BEGIN Data for processing
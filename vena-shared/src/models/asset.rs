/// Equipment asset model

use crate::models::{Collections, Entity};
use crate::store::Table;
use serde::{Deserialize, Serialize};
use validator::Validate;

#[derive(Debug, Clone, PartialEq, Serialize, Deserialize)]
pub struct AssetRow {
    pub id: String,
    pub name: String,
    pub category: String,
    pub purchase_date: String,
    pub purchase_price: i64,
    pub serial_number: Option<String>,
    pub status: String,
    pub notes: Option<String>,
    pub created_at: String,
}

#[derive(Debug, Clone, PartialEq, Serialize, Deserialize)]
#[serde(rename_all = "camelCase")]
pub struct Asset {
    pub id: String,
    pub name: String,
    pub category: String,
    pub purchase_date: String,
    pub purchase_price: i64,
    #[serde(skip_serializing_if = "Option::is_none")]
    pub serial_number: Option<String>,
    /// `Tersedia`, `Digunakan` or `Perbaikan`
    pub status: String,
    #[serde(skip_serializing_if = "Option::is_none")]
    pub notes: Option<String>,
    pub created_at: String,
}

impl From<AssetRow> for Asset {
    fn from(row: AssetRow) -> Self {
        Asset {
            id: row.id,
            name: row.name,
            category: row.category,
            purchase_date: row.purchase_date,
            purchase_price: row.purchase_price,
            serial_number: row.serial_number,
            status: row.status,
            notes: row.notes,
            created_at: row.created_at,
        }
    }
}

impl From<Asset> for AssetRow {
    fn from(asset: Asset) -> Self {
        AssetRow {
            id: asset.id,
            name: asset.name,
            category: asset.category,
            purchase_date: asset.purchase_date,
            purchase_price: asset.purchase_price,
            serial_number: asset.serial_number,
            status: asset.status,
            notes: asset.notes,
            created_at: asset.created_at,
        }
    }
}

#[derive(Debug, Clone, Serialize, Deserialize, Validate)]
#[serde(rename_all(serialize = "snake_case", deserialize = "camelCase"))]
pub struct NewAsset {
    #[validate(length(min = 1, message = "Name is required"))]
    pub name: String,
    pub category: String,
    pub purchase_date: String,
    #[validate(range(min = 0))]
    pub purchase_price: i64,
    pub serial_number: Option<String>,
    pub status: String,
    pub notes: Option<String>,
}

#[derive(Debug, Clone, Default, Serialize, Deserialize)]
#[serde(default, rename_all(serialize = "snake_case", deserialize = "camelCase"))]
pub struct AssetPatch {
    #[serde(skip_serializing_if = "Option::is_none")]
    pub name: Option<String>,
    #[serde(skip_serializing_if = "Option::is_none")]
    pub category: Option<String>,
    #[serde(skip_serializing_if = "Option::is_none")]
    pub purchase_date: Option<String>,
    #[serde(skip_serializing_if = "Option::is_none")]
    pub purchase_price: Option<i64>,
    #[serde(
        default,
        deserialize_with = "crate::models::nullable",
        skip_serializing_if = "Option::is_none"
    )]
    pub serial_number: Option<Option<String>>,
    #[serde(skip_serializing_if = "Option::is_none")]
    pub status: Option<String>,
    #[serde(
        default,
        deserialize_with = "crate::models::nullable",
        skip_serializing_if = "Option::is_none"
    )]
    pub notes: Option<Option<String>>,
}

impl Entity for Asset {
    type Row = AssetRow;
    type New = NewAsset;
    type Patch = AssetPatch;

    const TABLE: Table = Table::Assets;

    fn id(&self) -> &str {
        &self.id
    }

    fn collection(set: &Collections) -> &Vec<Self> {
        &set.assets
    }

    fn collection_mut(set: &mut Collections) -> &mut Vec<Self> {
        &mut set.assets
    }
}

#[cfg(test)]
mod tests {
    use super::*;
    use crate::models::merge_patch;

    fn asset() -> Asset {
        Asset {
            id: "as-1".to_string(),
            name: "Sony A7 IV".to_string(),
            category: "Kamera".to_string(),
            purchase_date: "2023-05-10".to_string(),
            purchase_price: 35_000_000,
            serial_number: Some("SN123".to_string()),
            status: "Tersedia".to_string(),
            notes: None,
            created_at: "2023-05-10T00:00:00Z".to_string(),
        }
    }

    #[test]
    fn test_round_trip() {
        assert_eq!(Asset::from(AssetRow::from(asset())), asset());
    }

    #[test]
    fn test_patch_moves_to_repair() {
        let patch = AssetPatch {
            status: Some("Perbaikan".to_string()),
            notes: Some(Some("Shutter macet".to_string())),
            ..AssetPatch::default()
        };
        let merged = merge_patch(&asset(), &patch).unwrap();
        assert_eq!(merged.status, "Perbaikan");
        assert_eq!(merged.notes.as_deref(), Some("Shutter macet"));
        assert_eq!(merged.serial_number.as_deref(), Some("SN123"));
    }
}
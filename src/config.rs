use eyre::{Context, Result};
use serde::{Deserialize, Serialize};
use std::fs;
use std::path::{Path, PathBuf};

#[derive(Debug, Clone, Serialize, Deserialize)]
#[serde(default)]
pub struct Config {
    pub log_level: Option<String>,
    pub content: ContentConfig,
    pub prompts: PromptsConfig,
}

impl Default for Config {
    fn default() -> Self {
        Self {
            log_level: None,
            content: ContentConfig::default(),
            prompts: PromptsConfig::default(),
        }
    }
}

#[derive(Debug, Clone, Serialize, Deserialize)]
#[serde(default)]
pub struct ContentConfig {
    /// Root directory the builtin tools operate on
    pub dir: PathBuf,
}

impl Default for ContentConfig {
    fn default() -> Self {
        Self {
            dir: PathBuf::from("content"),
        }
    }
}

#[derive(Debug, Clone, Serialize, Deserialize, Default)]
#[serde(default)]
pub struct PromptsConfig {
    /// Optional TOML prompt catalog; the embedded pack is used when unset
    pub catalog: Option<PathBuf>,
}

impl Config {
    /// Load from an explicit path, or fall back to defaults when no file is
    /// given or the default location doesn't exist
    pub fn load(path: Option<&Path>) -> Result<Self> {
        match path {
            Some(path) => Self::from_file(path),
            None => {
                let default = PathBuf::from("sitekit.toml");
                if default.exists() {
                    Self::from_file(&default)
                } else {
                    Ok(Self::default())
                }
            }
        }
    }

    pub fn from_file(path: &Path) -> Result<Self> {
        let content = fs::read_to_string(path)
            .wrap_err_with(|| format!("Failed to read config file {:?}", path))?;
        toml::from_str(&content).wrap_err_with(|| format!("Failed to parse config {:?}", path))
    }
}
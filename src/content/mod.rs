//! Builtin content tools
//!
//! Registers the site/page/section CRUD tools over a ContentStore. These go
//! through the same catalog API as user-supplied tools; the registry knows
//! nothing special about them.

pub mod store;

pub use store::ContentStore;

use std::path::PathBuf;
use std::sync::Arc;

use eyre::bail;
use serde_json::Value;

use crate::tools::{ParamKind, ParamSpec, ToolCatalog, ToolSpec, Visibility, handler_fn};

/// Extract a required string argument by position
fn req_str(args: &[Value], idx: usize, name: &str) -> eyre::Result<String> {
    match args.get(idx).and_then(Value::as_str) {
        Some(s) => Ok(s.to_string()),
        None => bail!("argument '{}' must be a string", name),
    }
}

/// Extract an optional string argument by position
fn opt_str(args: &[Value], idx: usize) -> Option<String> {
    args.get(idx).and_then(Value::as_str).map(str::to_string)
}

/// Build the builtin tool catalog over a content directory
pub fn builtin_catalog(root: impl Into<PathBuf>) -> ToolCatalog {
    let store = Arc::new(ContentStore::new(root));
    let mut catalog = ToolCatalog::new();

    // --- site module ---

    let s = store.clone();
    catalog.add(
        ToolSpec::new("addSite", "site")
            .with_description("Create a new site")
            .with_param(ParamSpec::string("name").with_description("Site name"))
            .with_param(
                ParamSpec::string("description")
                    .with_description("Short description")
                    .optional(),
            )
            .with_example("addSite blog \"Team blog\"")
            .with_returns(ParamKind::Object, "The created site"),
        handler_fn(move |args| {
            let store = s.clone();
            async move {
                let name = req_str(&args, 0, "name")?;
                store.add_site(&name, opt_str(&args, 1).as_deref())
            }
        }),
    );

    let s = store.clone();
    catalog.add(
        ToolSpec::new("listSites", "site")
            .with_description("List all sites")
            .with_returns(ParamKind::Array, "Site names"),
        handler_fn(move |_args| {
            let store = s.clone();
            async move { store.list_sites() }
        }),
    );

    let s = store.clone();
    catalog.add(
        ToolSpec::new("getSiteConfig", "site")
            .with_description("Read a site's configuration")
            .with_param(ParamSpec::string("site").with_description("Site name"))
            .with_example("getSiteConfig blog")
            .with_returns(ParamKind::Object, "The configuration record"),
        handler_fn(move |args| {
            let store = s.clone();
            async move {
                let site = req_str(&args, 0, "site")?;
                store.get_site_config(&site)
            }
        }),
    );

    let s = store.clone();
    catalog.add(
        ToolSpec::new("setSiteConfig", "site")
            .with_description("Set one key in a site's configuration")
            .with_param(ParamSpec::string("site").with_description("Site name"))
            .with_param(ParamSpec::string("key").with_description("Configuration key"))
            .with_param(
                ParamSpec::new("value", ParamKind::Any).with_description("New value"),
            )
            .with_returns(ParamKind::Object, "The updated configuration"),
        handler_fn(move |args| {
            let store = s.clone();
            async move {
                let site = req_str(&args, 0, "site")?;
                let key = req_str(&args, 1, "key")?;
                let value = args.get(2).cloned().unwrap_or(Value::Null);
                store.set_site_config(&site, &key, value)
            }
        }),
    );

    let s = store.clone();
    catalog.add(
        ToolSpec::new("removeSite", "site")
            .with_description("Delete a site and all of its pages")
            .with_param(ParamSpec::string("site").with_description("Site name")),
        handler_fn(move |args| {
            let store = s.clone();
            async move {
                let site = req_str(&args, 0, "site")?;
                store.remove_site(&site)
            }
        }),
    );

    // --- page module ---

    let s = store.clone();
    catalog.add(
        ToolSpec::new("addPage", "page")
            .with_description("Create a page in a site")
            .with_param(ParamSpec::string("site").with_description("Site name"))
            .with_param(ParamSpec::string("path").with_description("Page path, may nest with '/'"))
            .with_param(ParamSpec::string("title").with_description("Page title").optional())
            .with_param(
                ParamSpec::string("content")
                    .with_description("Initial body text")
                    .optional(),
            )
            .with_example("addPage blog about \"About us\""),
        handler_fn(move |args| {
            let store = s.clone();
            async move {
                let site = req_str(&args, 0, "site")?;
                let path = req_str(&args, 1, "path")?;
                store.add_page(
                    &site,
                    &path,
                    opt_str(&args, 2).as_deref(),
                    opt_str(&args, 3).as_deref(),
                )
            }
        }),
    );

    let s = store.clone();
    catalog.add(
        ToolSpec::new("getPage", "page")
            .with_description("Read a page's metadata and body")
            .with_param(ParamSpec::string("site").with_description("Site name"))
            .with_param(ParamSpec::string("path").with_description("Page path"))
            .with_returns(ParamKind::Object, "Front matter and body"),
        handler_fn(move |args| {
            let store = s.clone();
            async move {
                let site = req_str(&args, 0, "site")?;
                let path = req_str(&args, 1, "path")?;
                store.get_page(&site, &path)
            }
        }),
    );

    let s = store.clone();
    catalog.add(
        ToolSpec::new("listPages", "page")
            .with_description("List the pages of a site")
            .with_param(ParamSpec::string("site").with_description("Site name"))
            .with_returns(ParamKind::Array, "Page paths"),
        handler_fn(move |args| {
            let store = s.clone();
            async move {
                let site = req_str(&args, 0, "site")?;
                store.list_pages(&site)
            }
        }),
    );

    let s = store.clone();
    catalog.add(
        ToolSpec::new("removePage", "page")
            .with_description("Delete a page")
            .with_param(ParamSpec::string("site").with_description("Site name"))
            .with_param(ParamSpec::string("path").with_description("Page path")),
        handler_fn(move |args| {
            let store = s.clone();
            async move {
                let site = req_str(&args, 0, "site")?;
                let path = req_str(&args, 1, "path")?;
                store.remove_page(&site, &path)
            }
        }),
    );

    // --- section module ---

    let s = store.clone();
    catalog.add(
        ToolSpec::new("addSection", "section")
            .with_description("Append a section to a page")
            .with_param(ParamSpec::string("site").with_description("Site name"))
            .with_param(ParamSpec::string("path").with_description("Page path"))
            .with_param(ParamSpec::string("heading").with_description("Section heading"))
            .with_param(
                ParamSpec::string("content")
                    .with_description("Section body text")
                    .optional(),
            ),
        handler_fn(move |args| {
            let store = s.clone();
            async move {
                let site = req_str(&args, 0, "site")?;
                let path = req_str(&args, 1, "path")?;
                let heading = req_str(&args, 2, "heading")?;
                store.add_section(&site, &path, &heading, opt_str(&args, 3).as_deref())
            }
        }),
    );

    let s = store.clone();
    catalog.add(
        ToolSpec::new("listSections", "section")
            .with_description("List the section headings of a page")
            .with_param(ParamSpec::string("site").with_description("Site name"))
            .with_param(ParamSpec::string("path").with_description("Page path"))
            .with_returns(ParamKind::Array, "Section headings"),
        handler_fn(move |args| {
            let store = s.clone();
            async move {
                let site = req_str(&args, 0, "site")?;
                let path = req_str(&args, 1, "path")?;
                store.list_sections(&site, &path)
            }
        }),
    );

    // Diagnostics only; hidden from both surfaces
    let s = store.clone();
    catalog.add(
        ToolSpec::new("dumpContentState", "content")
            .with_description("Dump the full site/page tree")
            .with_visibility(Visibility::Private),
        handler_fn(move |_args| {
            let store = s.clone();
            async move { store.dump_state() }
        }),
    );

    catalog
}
END Data for processing
→ Work request
Across all the records above, count the lines that contain "merged" and reply with only the number.

→ Answer to this problem
4